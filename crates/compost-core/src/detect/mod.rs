//! CI environment auto-detection.
//!
//! Detectors are probed in registration order. A detector answers one of:
//! - `Ok(DetectResult)`: the environment was recognised, stop here
//! - `Err(CompostError::DetectionSkipped)`: not this environment, try the next
//! - any other error: this environment, but misconfigured; abort the chain

pub mod env;
pub mod github_actions;
pub mod gitlab_ci;

use std::fmt;

use tracing::{debug, info};

use crate::error::{CompostError, Result};
use crate::registry::HandlerRequest;
use crate::target::{PlatformCredentials, TargetType, GITHUB, GITLAB};

pub use env::{Env, ProcessEnv};
pub use github_actions::GitHubActionsDetector;
pub use gitlab_ci::GitLabCiDetector;

/// Filters that narrow detection.
#[derive(Debug, Clone, Default, PartialEq, Eq)]
pub struct DetectOptions {
    /// Only consult detectors for this platform.
    pub platform: Option<String>,
    /// Only resolve targets of this type.
    pub target_type: Option<TargetType>,
}

/// A recognised environment.
#[derive(Debug, Clone, PartialEq, Eq)]
pub struct DetectResult {
    pub platform: String,
    pub project: String,
    pub target_type: TargetType,
    /// Pull/merge request number or commit SHA. Never empty.
    pub target_ref: String,
    pub credentials: PlatformCredentials,
}

impl DetectResult {
    /// The factory request for the detected target.
    pub fn handler_request(&self) -> HandlerRequest {
        HandlerRequest {
            project: self.project.clone(),
            target_ref: self.target_ref.clone(),
            credentials: self.credentials.clone(),
        }
    }
}

/// A probe for one CI environment.
pub trait Detector: Send + Sync {
    fn display_name(&self) -> &str;

    fn detect(&self, opts: &DetectOptions) -> Result<DetectResult>;
}

struct DetectorEntry {
    platforms: Vec<String>,
    detector: Box<dyn Detector>,
}

/// Ordered list of detectors, built once at startup.
#[derive(Default)]
pub struct DetectorRegistry {
    entries: Vec<DetectorEntry>,
}

impl fmt::Debug for DetectorRegistry {
    fn fmt(&self, f: &mut fmt::Formatter<'_>) -> fmt::Result {
        f.debug_list()
            .entries(self.entries.iter().map(|e| e.detector.display_name()))
            .finish()
    }
}

impl DetectorRegistry {
    pub fn new() -> Self {
        Self::default()
    }

    /// GitHub Actions then GitLab CI, reading `env`.
    pub fn with_defaults<E>(env: E) -> Self
    where
        E: Env + Clone + 'static,
    {
        let mut registry = Self::new();
        registry
            .register(&[GITHUB], GitHubActionsDetector::new(env.clone()))
            .register(&[GITLAB], GitLabCiDetector::new(env));
        registry
    }

    /// Append a detector serving `platforms`.
    pub fn register<D>(&mut self, platforms: &[&str], detector: D) -> &mut Self
    where
        D: Detector + 'static,
    {
        self.entries.push(DetectorEntry {
            platforms: platforms.iter().map(|p| p.to_string()).collect(),
            detector: Box::new(detector),
        });
        self
    }

    pub fn len(&self) -> usize {
        self.entries.len()
    }

    pub fn is_empty(&self) -> bool {
        self.entries.is_empty()
    }

    /// Run the chain. The first detector to succeed wins.
    pub fn detect(&self, opts: &DetectOptions) -> Result<DetectResult> {
        for entry in &self.entries {
            if let Some(platform) = &opts.platform {
                if !entry.platforms.iter().any(|p| p == platform) {
                    continue;
                }
            }

            let detector = entry.detector.as_ref();
            debug!("Checking for {}", detector.display_name());

            match detector.detect(opts) {
                Ok(result) => {
                    info!(
                        "Detected {} (platform: {}, target type: {}, target ref: {})",
                        detector.display_name(),
                        result.platform,
                        result.target_type,
                        result.target_ref
                    );
                    return Ok(result);
                }
                Err(CompostError::DetectionSkipped(reason)) => {
                    debug!(
                        "Could not detect {} environment: {reason}",
                        detector.display_name()
                    );
                }
                Err(err) => return Err(err),
            }
        }

        Err(CompostError::EnvironmentNotDetected)
    }
}

/// Resolved target before it is wrapped into a `DetectResult`.
pub(crate) struct Target {
    pub target_type: TargetType,
    pub target_ref: String,
}

/// Pick the target from the candidates a detector found.
///
/// A pull request wins unless the filter pins commits; the commit SHA is used
/// when no pull request was found and the filter allows commits. Lookups are
/// lazy so a commit-only variable is only read when needed.
pub(crate) fn resolve_target<P, C>(
    filter: Option<TargetType>,
    pull_request: P,
    commit: C,
) -> Result<Target>
where
    P: FnOnce() -> Result<Option<String>>,
    C: FnOnce() -> Result<Option<String>>,
{
    if matches!(filter, None | Some(TargetType::PullRequest)) {
        if let Some(target_ref) = pull_request()?.filter(|r| !r.is_empty()) {
            return Ok(Target {
                target_type: TargetType::PullRequest,
                target_ref,
            });
        }
    }

    if matches!(filter, None | Some(TargetType::Commit)) {
        if let Some(target_ref) = commit()?.filter(|r| !r.is_empty()) {
            return Ok(Target {
                target_type: TargetType::Commit,
                target_ref,
            });
        }
    }

    Err(CompostError::Detection(match filter {
        Some(target_type) => format!("could not determine target ref for {target_type}"),
        None => "could not determine target ref".to_string(),
    }))
}

#[cfg(test)]
mod tests {
    use super::*;
    use crate::fakes::{Script, ScriptedDetector};
    use std::sync::atomic::Ordering;

    fn result(platform: &str) -> DetectResult {
        DetectResult {
            platform: platform.to_string(),
            project: "owner/repo".to_string(),
            target_type: TargetType::Commit,
            target_ref: "2ca7182".to_string(),
            credentials: PlatformCredentials::default(),
        }
    }

    #[test]
    fn test_platform_filter_skips_other_detectors() {
        let github = ScriptedDetector::new("GitHub", Script::Detect(result("github")));
        let gitlab = ScriptedDetector::new("GitLab", Script::Detect(result("gitlab")));
        let github_calls = github.call_counter();

        let mut registry = DetectorRegistry::new();
        registry.register(&["github"], github).register(&["gitlab"], gitlab);

        let detected = registry
            .detect(&DetectOptions {
                platform: Some("gitlab".to_string()),
                target_type: None,
            })
            .unwrap();

        assert_eq!(detected.platform, "gitlab");
        assert_eq!(github_calls.load(Ordering::SeqCst), 0);
    }

    #[test]
    fn test_empty_registry_is_not_detected() {
        let registry = DetectorRegistry::new();
        assert!(registry.is_empty());
        assert!(matches!(
            registry.detect(&DetectOptions::default()),
            Err(CompostError::EnvironmentNotDetected)
        ));
    }

    #[test]
    fn test_resolve_target_prefers_pull_request() {
        let target = resolve_target(
            None,
            || Ok(Some("12".to_string())),
            || panic!("commit lookup should not run"),
        )
        .unwrap();
        assert_eq!(target.target_type, TargetType::PullRequest);
        assert_eq!(target.target_ref, "12");
    }

    #[test]
    fn test_resolve_target_falls_back_to_commit() {
        let target = resolve_target(None, || Ok(None), || Ok(Some("abc".to_string()))).unwrap();
        assert_eq!(target.target_type, TargetType::Commit);
    }

    #[test]
    fn test_resolve_target_commit_filter_ignores_pull_request() {
        let target = resolve_target(
            Some(TargetType::Commit),
            || panic!("pull request lookup should not run"),
            || Ok(Some("abc".to_string())),
        )
        .unwrap();
        assert_eq!(target.target_ref, "abc");
    }

    #[test]
    fn test_resolve_target_failure_is_hard() {
        let err = resolve_target(Some(TargetType::PullRequest), || Ok(None), || Ok(None))
            .err()
            .unwrap();
        assert!(!err.is_detection_skipped());
        assert!(err.to_string().contains("pull-request"));
    }
}
//! Platform names, target types and credentials shared by detectors and
//! platform handlers.

use std::fmt;
use std::str::FromStr;

use serde::{Deserialize, Serialize};

use crate::error::CompostError;

pub const GITHUB: &str = "github";
pub const GITLAB: &str = "gitlab";

/// Platforms the CLI knows how to target.
pub const KNOWN_PLATFORMS: &[&str] = &[GITHUB, GITLAB];

/// Validate a user-supplied platform name.
pub fn parse_platform(s: &str) -> Result<&'static str, CompostError> {
    KNOWN_PLATFORMS
        .iter()
        .copied()
        .find(|platform| *platform == s)
        .ok_or_else(|| {
            CompostError::InvalidInput(format!(
                "invalid platform '{s}', valid options are 'github', 'gitlab'"
            ))
        })
}

/// What a comment is attached to.
#[derive(Debug, Clone, Copy, PartialEq, Eq, Hash, Serialize, Deserialize)]
#[serde(rename_all = "kebab-case")]
pub enum TargetType {
    /// A pull request (GitHub) or merge request (GitLab).
    PullRequest,
    Commit,
}

impl TargetType {
    pub fn as_str(&self) -> &'static str {
        match self {
            TargetType::PullRequest => "pull-request",
            TargetType::Commit => "commit",
        }
    }
}

impl fmt::Display for TargetType {
    fn fmt(&self, f: &mut fmt::Formatter<'_>) -> fmt::Result {
        f.write_str(self.as_str())
    }
}

impl FromStr for TargetType {
    type Err = CompostError;

    fn from_str(s: &str) -> Result<Self, Self::Err> {
        match s {
            "pr" | "pull-request" | "mr" | "merge-request" => Ok(TargetType::PullRequest),
            "commit" => Ok(TargetType::Commit),
            other => Err(CompostError::InvalidInput(format!(
                "invalid target type '{other}', valid options are 'pull-request' ('pr'), \
                 'merge-request' ('mr'), 'commit'"
            ))),
        }
    }
}

/// Credentials and endpoint override handed to a platform handler factory.
#[derive(Clone, Default, PartialEq, Eq)]
pub struct PlatformCredentials {
    pub token: Option<String>,
    /// API or server URL; `None` uses the platform's public endpoint.
    pub endpoint: Option<String>,
}

impl PlatformCredentials {
    pub fn new(token: Option<String>, endpoint: Option<String>) -> Self {
        Self {
            token: token.filter(|t| !t.is_empty()),
            endpoint: endpoint.filter(|e| !e.is_empty()),
        }
    }
}

impl fmt::Debug for PlatformCredentials {
    fn fmt(&self, f: &mut fmt::Formatter<'_>) -> fmt::Result {
        f.debug_struct("PlatformCredentials")
            .field("token", &self.token.as_ref().map(|_| "************"))
            .field("endpoint", &self.endpoint)
            .finish()
    }
}
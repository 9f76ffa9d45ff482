//! Comment and platform capability contracts.
//!
//! These traits define what the reconciliation engine needs from a platform:
//! - `Comment`: a platform comment as seen by the engine
//! - `PlatformHandler`: the primitive find/create/update/delete/hide calls
//!
//! Each platform provides its own implementation of both. The engine never
//! inspects platform-specific fields; backends recover their own comment type
//! with [`downcast_comment`].

pub mod handler;
pub mod marker;

use std::any::Any;
use std::cmp::Ordering;
use std::fmt;

use async_trait::async_trait;

use crate::error::{CompostError, Result};

pub use handler::{
    CommentHandler, DeleteAndNewOutcome, HideAndNewOutcome, UpdateOutcome, DEFAULT_TAG,
};
pub use marker::{has_tag, render, tag_marker};

/// A comment on a pull/merge request or commit.
pub trait Comment: fmt::Debug + Send + Sync {
    /// Body as stored on the platform.
    fn body(&self) -> &str;

    /// Stable reference, usually the URL of the comment's HTML page.
    fn reference(&self) -> &str;

    /// True if the comment is hidden or minimized.
    fn is_hidden(&self) -> bool;

    /// Recency ordering against a comment of the same variant.
    ///
    /// `Ordering::Less` means `self` sorts first, i.e. is more recent.
    /// Comments of a different variant compare as `Equal`.
    fn recency_cmp(&self, other: &dyn Comment) -> Ordering;

    fn as_any(&self) -> &dyn Any;
}

/// Recover a backend's concrete comment type.
pub fn downcast_comment<'a, T: Comment + 'static>(
    comment: &'a dyn Comment,
    expected: &'static str,
) -> Result<&'a T> {
    comment
        .as_any()
        .downcast_ref::<T>()
        .ok_or(CompostError::CommentMismatch { expected })
}

/// Platform-specific comment API calls.
///
/// Guarantees expected by the engine:
/// - `find_matching_comments(tag)` returns exactly the comments whose body
///   contains [`tag_marker`]`(tag)`, in any order.
/// - `hide_comment` returns `CompostError::NotImplemented` when the platform
///   cannot hide comments, and so does `check_hide_supported`.
#[async_trait]
pub trait PlatformHandler: Send + Sync {
    /// Fails with `CompostError::NotImplemented` if `hide_comment` can never
    /// succeed on this platform. Makes no network calls.
    fn check_hide_supported(&self) -> Result<()> {
        Ok(())
    }

    async fn find_matching_comments(&self, tag: &str) -> Result<Vec<Box<dyn Comment>>>;

    async fn create_comment(&self, body: &str) -> Result<Box<dyn Comment>>;

    async fn update_comment(&self, comment: &dyn Comment, body: &str) -> Result<()>;

    async fn delete_comment(&self, comment: &dyn Comment) -> Result<()>;

    async fn hide_comment(&self, comment: &dyn Comment) -> Result<()>;
}
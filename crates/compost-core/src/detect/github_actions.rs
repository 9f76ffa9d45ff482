//! GitHub Actions detector.

use std::path::Path;

use serde::Deserialize;

use super::env::{expect_var, optional_var, require_var};
use super::{resolve_target, DetectOptions, DetectResult, Detector, Env};
use crate::error::{CompostError, Result};
use crate::target::{PlatformCredentials, GITHUB};

/// The parts of `$GITHUB_EVENT_PATH` the detector reads.
#[derive(Debug, Default, Deserialize)]
struct EventPayload {
    pull_request: Option<PullRequestEvent>,
}

#[derive(Debug, Deserialize)]
struct PullRequestEvent {
    number: Option<u64>,
    head: Option<HeadRef>,
}

#[derive(Debug, Deserialize)]
struct HeadRef {
    sha: Option<String>,
}

impl EventPayload {
    fn load(path: &Path) -> Result<Self> {
        let content = std::fs::read(path).map_err(|e| {
            CompostError::Detection(format!(
                "failed to read GitHub event payload {}: {e}",
                path.display()
            ))
        })?;
        serde_json::from_slice(&content).map_err(|e| {
            CompostError::Detection(format!(
                "failed to parse GitHub event payload {}: {e}",
                path.display()
            ))
        })
    }

    fn pull_request_number(&self) -> Option<String> {
        self.pull_request
            .as_ref()
            .and_then(|pr| pr.number)
            .filter(|n| *n > 0)
            .map(|n| n.to_string())
    }

    fn head_sha(&self) -> Option<String> {
        self.pull_request
            .as_ref()
            .and_then(|pr| pr.head.as_ref())
            .and_then(|head| head.sha.clone())
    }
}

/// Recognises a GitHub Actions run.
///
/// Inside a `pull_request` event the target is the pull request; otherwise
/// (or when commits are requested) it is the pull request's head SHA, falling
/// back to `GITHUB_SHA`.
#[derive(Debug, Clone)]
pub struct GitHubActionsDetector<E> {
    env: E,
}

impl<E: Env> GitHubActionsDetector<E> {
    pub fn new(env: E) -> Self {
        Self { env }
    }
}

impl<E: Env> Detector for GitHubActionsDetector<E> {
    fn display_name(&self) -> &str {
        "GitHub Actions"
    }

    fn detect(&self, opts: &DetectOptions) -> Result<DetectResult> {
        let env: &dyn Env = &self.env;

        expect_var(env, "GITHUB_ACTIONS", "true")?;
        let token = require_var(env, "GITHUB_TOKEN", true)?;
        let project = require_var(env, "GITHUB_REPOSITORY", false)?;
        let api_url = optional_var(env, "GITHUB_API_URL", false);

        let event = match optional_var(env, "GITHUB_EVENT_PATH", false) {
            Some(path) => EventPayload::load(Path::new(&path))?,
            None => EventPayload::default(),
        };

        let target = resolve_target(
            opts.target_type,
            || Ok(event.pull_request_number()),
            || Ok(event.head_sha().or_else(|| optional_var(env, "GITHUB_SHA", false))),
        )?;

        Ok(DetectResult {
            platform: GITHUB.to_string(),
            project,
            target_type: target.target_type,
            target_ref: target.target_ref,
            credentials: PlatformCredentials::new(Some(token), api_url),
        })
    }
}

+++++

EXERCISE REQUIREMENTS: Can you write out the lines above, from the first one through the one containing "#[derive(Debug, Clone, Default, PartialEq, Eq)]", exactly as they appear and nothing more?

RESPONSE FOR THIS EXERCISE:
filename crates/compost-core/src/detect/mod.rs
//! CI environment auto-detection.
//!
//! Detectors are probed in registration order. A detector answers one of:
//! - `Ok(DetectResult)`: the environment was recognised, stop here
//! - `Err(CompostError::DetectionSkipped)`: not this environment, try the next
//! - any other error: this environment, but misconfigured; abort the chain

pub mod env;
pub mod github_actions;
pub mod gitlab_ci;

use std::fmt;

use tracing::{debug, info};

use crate::error::{CompostError, Result};
use crate::registry::HandlerRequest;
use crate::target::{PlatformCredentials, TargetType, GITHUB, GITLAB};

pub use env::{Env, ProcessEnv};
pub use github_actions::GitHubActionsDetector;
pub use gitlab_ci::GitLabCiDetector;

/// Filters that narrow detection.
#[derive(Debug, Clone, Default, PartialEq, Eq)]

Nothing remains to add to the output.